Thursday, August 27, 2009

Day 26: Part 3, Arkham Asylum and WET demos.

I tried two very different demos with two very different initial experiences that both left me intrigued and curious about getting my hands on the full retail versions of the games.

First off: WET. This is the kind of game that I want to like. It offers the fantasy of cool gun play, over-the-top action sequences, set on a cheesy wire-fu movie set. What I was hoping for was Stranglehold but... fun.

Unfortunately, the initial experience was a mess. I was dropped into billboard prompt tutorials that were easy to fail. And fail. And fail.

Part of the problem was that the controls being introduced were quite difficult to execute: They mostly involved manipulating the Right Trigger, Right Thumbstick, and Face Buttons. Moving your right thumb quickly between Thumbstick (for fine grained aiming) and Face Buttons (for mashing) is very hard to do.

Another part of the problem was that the aiming model was confusing. The reticle did not seem to auto-lock on targets, but shots fired seemed mostly to hit targets. It felt exceptionally hard to aim during slow-mo gun play, but then aiming didn't seem to matter because bullets just kind of found targets.

When this was coupled with the fact that the tutorial tasks were very easy to fail within a few seconds, the deck was stacked against the player feeling any sense of competence.

Sure, it's a demo. Players were only provided with a limited amount of content and needed to be rushed up to speed. Hopefully the weapons and special moves are layered on a little more sensibly in the retail version. Ideally players would have opportunities to practice and master core mechanics through well paced challenges.

Although I found the grainy film art style of the opening sequence a bit distracting -- and even nauseating in places -- I loved some of the other art direction choices. The silhouetted background level was fantastic and really provided for some cool stylized violence that I haven't seen before in a game. The guys in bright white shirts and black pants coupled with the red of the background and blood effects really drew me into the game in a way that I haven't experienced since some of the crazy and brilliant levels in Psychonauts.

The final sequence in the demo combined some QTE events with a fantastic car-to-car combat sequence. It made me think of what the Wheelman demo should have been -- and even gave Ninja Blade a run for its money in terms of the sheer insanity of some of the sequences.

After a rough start, the WET demo took me for a wild ride and left me wanting more. Because of the poor initial experience and the fact that combat felt very mash-y and not very strategic, I do worry that the game will end up feeling unpolished and that combat might get a little repetitive. I'm definitely adding it to my Gamefly Q.

On the other hand, Batman: Arkham Asylum provided an exceptionally polished demo that felt good right from the very start. The controls were almost as complex as those in WET, but they were introduced in a way that made the game approachable and fun. I felt like Batman right from the get-go.

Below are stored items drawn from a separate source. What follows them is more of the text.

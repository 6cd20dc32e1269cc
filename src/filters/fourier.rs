//! Fourier-domain image math: convolution, inverse filtering, Wiener filtering.
//!
//! All operations assume periodic (circular) boundaries, which is what a
//! plain FFT implies. Images of any size are accepted; power-of-two sizes are
//! merely faster. PSFs are given in centred layout (peak at
//! `(depth/2, height/2, width/2)`) and are shifted to the origin internally,
//! so convolving with a centred delta returns the input unchanged.

use std::fmt;
use std::sync::Arc;

use ndarray::{Array1, Array3, ArrayView3, Axis, Zip};
use rustfft::num_complex::Complex32;
use rustfft::{Fft, FftDirection, FftPlanner};

use super::core::{center_to_origin, ensure_not_empty, ensure_same_shape};
use crate::error::{RestorationError, Result, Shape};

/// Complex spectrum of a `(depth, height, width)` image.
pub type Spectrum = Array3<Complex32>;

/// One plan per axis; `None` for axes of length 1, which are skipped.
type AxisPlans = [Option<Arc<dyn Fft<f32>>>; 3];

/// Forward and inverse FFT plans for one image shape.
#[derive(Clone)]
struct FftPlans {
    shape: Shape,
    forward: AxisPlans,
    inverse: AxisPlans,
}

impl FftPlans {
    fn new(shape: Shape) -> Self {
        let mut planner = FftPlanner::<f32>::new();
        Self {
            shape,
            forward: plan_axes(&mut planner, shape, FftDirection::Forward),
            inverse: plan_axes(&mut planner, shape, FftDirection::Inverse),
        }
    }

    /// Forward 3D FFT of a real image with this plan's shape.
    fn forward(&self, image: ArrayView3<f32>) -> Spectrum {
        let mut data = image.mapv(|v| Complex32::new(v, 0.0));
        transform(&mut data, &self.forward);
        data
    }

    /// Inverse 3D FFT, normalized by 1/N, keeping the real part.
    fn inverse(&self, mut spectrum: Spectrum) -> Array3<f32> {
        transform(&mut spectrum, &self.inverse);
        let norm = 1.0 / spectrum.len() as f32;
        spectrum.mapv(|c| c.re * norm)
    }
}

impl fmt::Debug for FftPlans {
    fn fmt(&self, f: &mut fmt::Formatter<'_>) -> fmt::Result {
        f.debug_struct("FftPlans").field("shape", &self.shape).finish()
    }
}

fn plan_axes(planner: &mut FftPlanner<f32>, shape: Shape, direction: FftDirection) -> AxisPlans {
    [shape.0, shape.1, shape.2].map(|len| (len > 1).then(|| planner.plan_fft(len, direction)))
}

fn transform(data: &mut Spectrum, plans: &AxisPlans) {
    for (axis, plan) in plans.iter().enumerate() {
        let Some(fft) = plan else { continue };

        Zip::from(data.lanes_mut(Axis(axis))).par_for_each(|mut lane| {
            let mut buffer: Vec<Complex32> = lane.iter().copied().collect();
            fft.process(&mut buffer);
            lane.assign(&Array1::from(buffer));
        });
    }
}

/// Forward 3D FFT of a real image. Axes of length 1 are skipped.
pub fn forward(image: ArrayView3<f32>) -> Spectrum {
    FftPlans::new(image.dim()).forward(image)
}

/// Inverse 3D FFT, normalized by 1/N, keeping the real part.
pub fn inverse(spectrum: Spectrum) -> Array3<f32> {
    FftPlans::new(spectrum.dim()).inverse(spectrum)
}

/// Optical transfer function of a PSF, computed once and reused.
///
/// The FFT plans for the PSF's shape are built here too, so repeated
/// convolutions (one per deconvolution iteration) do no planning.
#[derive(Debug, Clone)]
pub struct TransferFunction {
    spectrum: Spectrum,
    plans: FftPlans,
}

impl TransferFunction {
    /// Transform a centred PSF.
    pub fn from_psf(psf: ArrayView3<f32>) -> Result<Self> {
        ensure_not_empty(psf)?;
        let plans = FftPlans::new(psf.dim());
        let origin = center_to_origin(psf);
        Ok(Self {
            spectrum: plans.forward(origin.view()),
            plans,
        })
    }

    /// Shape of the images this transfer function applies to.
    pub fn shape(&self) -> Shape {
        self.spectrum.dim()
    }

    /// The complex spectrum `H`.
    pub fn spectrum(&self) -> &Spectrum {
        &self.spectrum
    }

    /// Circular convolution of `image` with the PSF: `F⁻¹(F(image) · H)`.
    pub fn convolve(&self, image: ArrayView3<f32>) -> Result<Array3<f32>> {
        ensure_same_shape(self.shape(), image)?;
        let mut spectrum = self.plans.forward(image);
        Zip::from(&mut spectrum)
            .and(&self.spectrum)
            .for_each(|f, &h| *f *= h);
        Ok(self.plans.inverse(spectrum))
    }

    /// Plain inverse filter: `F⁻¹(F(image) / H)`.
    ///
    /// Frequencies where `|H|²` underflows are set to zero instead of
    /// dividing by zero; a small noise floor on the PSF keeps that rare.
    pub fn inverse_filter(&self, image: ArrayView3<f32>) -> Result<Array3<f32>> {
        ensure_same_shape(self.shape(), image)?;
        let mut spectrum = self.plans.forward(image);
        Zip::from(&mut spectrum).and(&self.spectrum).for_each(|f, &h| {
            let power = h.norm_sqr();
            *f = if power > f32::MIN_POSITIVE {
                *f * h.conj() / power
            } else {
                Complex32::new(0.0, 0.0)
            };
        });
        Ok(self.plans.inverse(spectrum))
    }

    /// Wiener-regularized inverse filter: `F⁻¹(F(image) · H* / (|H|² + k))`.
    pub fn wiener_filter(&self, image: ArrayView3<f32>, k: f32) -> Result<Array3<f32>> {
        if !(k >= 0.0 && k.is_finite()) {
            return Err(RestorationError::InvalidConfig(format!(
                "Wiener constant must be finite and >= 0, got {k}"
            )));
        }
        ensure_same_shape(self.shape(), image)?;
        let mut spectrum = self.plans.forward(image);
        Zip::from(&mut spectrum).and(&self.spectrum).for_each(|f, &h| {
            let denom = h.norm_sqr() + k;
            *f = if denom > f32::MIN_POSITIVE {
                *f * h.conj() / denom
            } else {
                Complex32::new(0.0, 0.0)
            };
        });
        Ok(self.plans.inverse(spectrum))
    }
}

/// Convolve `image` with a centred `psf` of the same shape.
pub fn convolve(image: ArrayView3<f32>, psf: ArrayView3<f32>) -> Result<Array3<f32>> {
    ensure_same_shape(image.dim(), psf)?;
    TransferFunction::from_psf(psf)?.convolve(image)
}

/// Deconvolve `image` by direct Fourier division with `psf`.
pub fn inverse_filter(image: ArrayView3<f32>, psf: ArrayView3<f32>) -> Result<Array3<f32>> {
    ensure_same_shape(image.dim(), psf)?;
    TransferFunction::from_psf(psf)?.inverse_filter(image)
}

/// Deconvolve `image` with a Wiener-regularized inverse of `psf`.
pub fn wiener_filter(image: ArrayView3<f32>, psf: ArrayView3<f32>, k: f32) -> Result<Array3<f32>> {
    ensure_same_shape(image.dim(), psf)?;
    TransferFunction::from_psf(psf)?.wiener_filter(image, k)
}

Instead of large obtrusive billboard hints, smaller onscreen help prompts triggered at key moments (e.g., "X to strike opponent"). Combat proceded from simple punches to counters and takedowns at a reasonable pace. Moreover, at least during the demo, there were on screen tool tips that reminded players of some of the cooler combat moves that Batman could perform.

One of the more interesting decisions was to calibrate controls such that the player always felt cool. There was no manual aiming of basic melee attacks; ranged attacks had a lot of target assist, and special moves required very little aiming and were pretty much fire and forget (ensure the enemy or target is in your site and then press the appropriate button). The tactical and strategic feel comes from using a mixture of stealth and sleuthing in order to outwit enemies who are too powerful to take on via a frontal assault.

My main concern after playing the demo was that the game would be too much of a one trick pony: Hop around from high ledge to high ledge and swoop down on unsuspecting loners who get separated from their squad. A secondary concern was how boss battles would play out: It seemed unlikely that I'd be able to grapple with the rather large monster/creature that the Joker unleashed on me just as the demo ended.

Those concerns aside, I did get sucked right into the story. I love the prison/asylum as a setting for a horror/action adventure game (or movie), and I immediately thought of Riddick: Escape From Butcher Bay and The Darkness, two games I enjoyed immensely.

Interestingly, when I think about whether to buy or rent this game, I find myself leaning more towards buying it. Why? For the same reason that I bought Bioshock. I loved the demo, and because I saw a bunch of my friends playing through it via Xbox Live, it made me think that it must be worth owning and playing right away as opposed to waiting for a rental.

The power of the social network compells me.